Problem to solve:
In your reply, reproduce every line of the data without any alteration.

════════

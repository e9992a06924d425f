use std::str::FromStr;

use tokenmint::{GrantType, OAuthRequestConfig, TokenMint};
use url::Url;

#[tokio::main]
async fn main() {
    let token_endpoint = Url::from_str("https://identity.example.com/oauth2/token").unwrap();

    let config = OAuthRequestConfig::builder()
        .grant_type(GrantType::ClientCredentials)
        .access_token_url(token_endpoint)
        .client_id("my-client-id")
        .client_secret("my-client-secret")
        .scope("my-scope")
        .build();

    // One mint serves any number of collections; bundles persist in the
    // platform data directory and survive restarts.
    let mint = TokenMint::builder().build().unwrap();

    // Served from the store when fresh, fetched otherwise.
    let acquisition = mint
        .token_with_client_credentials(&config, "my-collection", false)
        .await
        .unwrap();

    let credentials = acquisition.credentials.unwrap();
    println!(
        "access token expires at {:?}; {} exchange(s) recorded",
        credentials.expires_at_ms(),
        acquisition.debug.len()
    );

    // The bundle renders straight into an Authorization header.
    let _header = credentials.authorization_header().unwrap();
}
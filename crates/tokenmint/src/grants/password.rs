//! Resource owner password credentials grant.

use crate::authorize::AuthorizationDriver;
use crate::config::OAuthRequestConfig;
use crate::debug::DebugInfo;
use crate::endpoint::GrantRequest;
use crate::error::Result;
use crate::mint::TokenMint;
use crate::store::StoreKey;
use crate::token::TokenBundle;

impl<D: AuthorizationDriver> TokenMint<D> {
    pub(crate) async fn fresh_password(
        &self,
        config: &OAuthRequestConfig,
        key: &StoreKey,
    ) -> Result<(TokenBundle, DebugInfo)> {
        let request = GrantRequest::Password { config };
        self.exchange_and_store(config, &request, key, DebugInfo::new())
            .await
    }
}

#[cfg(test)]
mod tests {
    use std::sync::Arc;

    use pretty_assertions::assert_eq;
    use tracing_test::traced_test;

    use crate::authorize::testing::ScriptedDriver;
    use crate::config::{GrantType, OAuthRequestConfig};
    use crate::error::Error;
    use crate::store::{CredentialStore, StoreKey};
    use crate::TokenMint;

    fn mint() -> (TokenMint<ScriptedDriver>, Arc<CredentialStore>) {
        let store = Arc::new(CredentialStore::in_memory());
        let mint = TokenMint::with_driver(ScriptedDriver::returning_code("unused"))
            .set_store(store.clone())
            .build()
            .unwrap();
        (mint, store)
    }

    fn config(token_url: &str) -> OAuthRequestConfig {
        OAuthRequestConfig::builder()
            .grant_type(GrantType::Password)
            .access_token_url(token_url.parse().unwrap())
            .client_id("u")
            .client_secret("p")
            .username("alice")
            .password("pw")
            .build()
    }

    #[tokio::test]
    #[traced_test]
    async fn fetches_with_the_resource_owner_credentials() {
        let mut server = mockito::Server::new_async().await;
        let mock = server
            .mock("POST", "/token")
            .match_body(mockito::Matcher::Exact(
                "grant_type=password&username=alice&password=pw&client_id=u&client_secret=p"
                    .to_string(),
            ))
            .with_status(200)
            .with_body(r#"{"access_token":"T","refresh_token":"R","expires_in":3600}"#)
            .create_async()
            .await;

        let (mint, store) = mint();
        let config = config(&format!("{}/token", server.url()));

        let acquisition = mint
            .token_with_password(&config, "col", false)
            .await
            .unwrap();

        mock.assert_async().await;
        assert_eq!(
            acquisition.credentials.unwrap().access_token.as_deref(),
            Some("T")
        );
        let stored = store.get(&StoreKey::for_request(&config, "col")).unwrap();
        assert_eq!(stored.refresh_token.as_deref(), Some("R"));
    }

    #[tokio::test]
    #[traced_test]
    async fn missing_resource_owner_password_is_a_configuration_error() {
        let (mint, _store) = mint();
        let mut config = config("https://id.example.com/token");
        config.password = None;

        let result = mint.token_with_password(&config, "col", false).await;
        assert!(matches!(
            result,
            Err(Error::Configuration {
                field: "password",
                ..
            })
        ));
    }

    #[tokio::test]
    #[traced_test]
    async fn cached_bundles_are_shared_with_the_decision_engine() {
        let mut server = mockito::Server::new_async().await;
        let mock = server.mock("POST", "/token").expect(0).create_async().await;

        let (mint, store) = mint();
        let config = config(&format!("{}/token", server.url()));
        let key = StoreKey::for_request(&config, "col");
        let mut live = crate::token::testing::bundle("A");
        live.expires_in = Some(3600);
        store.put(&key, live).unwrap();

        let acquisition = mint
            .token_with_password(&config, "col", false)
            .await
            .unwrap();

        mock.assert_async().await;
        assert_eq!(
            acquisition.credentials.unwrap().access_token.as_deref(),
            Some("A")
        );
    }
}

════════

Result:
repository e9992a06924d425f
use std::str::FromStr;

use tokenmint::{GrantType, OAuthRequestConfig, TokenMint};
use url::Url;

#[tokio::main]
async fn main() {
    let token_endpoint = Url::from_str("https://identity.example.com/oauth2/token").unwrap();

    let config = OAuthRequestConfig::builder()
        .grant_type(GrantType::ClientCredentials)
        .access_token_url(token_endpoint)
        .client_id("my-client-id")
        .client_secret("my-client-secret")
        .scope("my-scope")
        .build();

    // One mint serves any number of collections; bundles persist in the
    // platform data directory and survive restarts.
    let mint = TokenMint::builder().build().unwrap();

    // Served from the store when fresh, fetched otherwise.
    let acquisition = mint
        .token_with_client_credentials(&config, "my-collection", false)
        .await
        .unwrap();

    let credentials = acquisition.credentials.unwrap();
    println!(
        "access token expires at {:?}; {} exchange(s) recorded",
        credentials.expires_at_ms(),
        acquisition.debug.len()
    );

    // The bundle renders straight into an Authorization header.
    let _header = credentials.authorization_header().unwrap();
}
filename crates/tokenmint/src/grants/password.rs
//! Resource owner password credentials grant.

use crate::authorize::AuthorizationDriver;
use crate::config::OAuthRequestConfig;
use crate::debug::DebugInfo;
use crate::endpoint::GrantRequest;
use crate::error::Result;
use crate::mint::TokenMint;
use crate::store::StoreKey;
use crate::token::TokenBundle;

impl<D: AuthorizationDriver> TokenMint<D> {
    pub(crate) async fn fresh_password(
        &self,
        config: &OAuthRequestConfig,
        key: &StoreKey,
    ) -> Result<(TokenBundle, DebugInfo)> {
        let request = GrantRequest::Password { config };
        self.exchange_and_store(config, &request, key, DebugInfo::new())
            .await
    }
}

#[cfg(test)]
mod tests {
    use std::sync::Arc;

    use pretty_assertions::assert_eq;
    use tracing_test::traced_test;

    use crate::authorize::testing::ScriptedDriver;
    use crate::config::{GrantType, OAuthRequestConfig};
    use crate::error::Error;
    use crate::store::{CredentialStore, StoreKey};
    use crate::TokenMint;

    fn mint() -> (TokenMint<ScriptedDriver>, Arc<CredentialStore>) {
        let store = Arc::new(CredentialStore::in_memory());
        let mint = TokenMint::with_driver(ScriptedDriver::returning_code("unused"))
            .set_store(store.clone())
            .build()
            .unwrap();
        (mint, store)
    }

    fn config(token_url: &str) -> OAuthRequestConfig {
        OAuthRequestConfig::builder()
            .grant_type(GrantType::Password)
            .access_token_url(token_url.parse().unwrap())
            .client_id("u")
            .client_secret("p")
            .username("alice")
            .password("pw")
            .build()
    }

    #[tokio::test]
    #[traced_test]
    async fn fetches_with_the_resource_owner_credentials() {
        let mut server = mockito::Server::new_async().await;
        let mock = server
            .mock("POST", "/token")
            .match_body(mockito::Matcher::Exact(
                "grant_type=password&username=alice&password=pw&client_id=u&client_secret=p"
                    .to_string(),
            ))
            .with_status(200)
            .with_body(r#"{"access_token":"T","refresh_token":"R","expires_in":3600}"#)
            .create_async()
            .await;

        let (mint, store) = mint();
        let config = config(&format!("{}/token", server.url()));

        let acquisition = mint
            .token_with_password(&config, "col", false)
            .await
            .unwrap();

        mock.assert_async().await;
        assert_eq!(
            acquisition.credentials.unwrap().access_token.as_deref(),
            Some("T")
        );
        let stored = store.get(&StoreKey::for_request(&config, "col")).unwrap();
        assert_eq!(stored.refresh_token.as_deref(), Some("R"));
    }

    #[tokio::test]
    #[traced_test]
    async fn missing_resource_owner_password_is_a_configuration_error() {
        let (mint, _store) = mint();
        let mut config = config("https://id.example.com/token");
        config.password = None;

        let result = mint.token_with_password(&config, "col", false).await;
        assert!(matches!(
            result,
            Err(Error::Configuration {
                field: "password",
                ..
            })
        ));
    }

    #[tokio::test]
    #[traced_test]
    async fn cached_bundles_are_shared_with_the_decision_engine() {
        let mut server = mockito::Server::new_async().await;
        let mock = server.mock("POST", "/token").expect(0).create_async().await;

        let (mint, store) = mint();
        let config = config(&format!("{}/token", server.url()));
        let key = StoreKey::for_request(&config, "col");
        let mut live = crate::token::testing::bundle("A");
        live.expires_in = Some(3600);
        store.put(&key, live).unwrap();

        let acquisition = mint
            .token_with_password(&config, "col", false)
            .await
            .unwrap();

        mock.assert_async().await;
        assert_eq!(
            acquisition.credentials.unwrap().access_token.as_deref(),
            Some("A")
        );
    }
}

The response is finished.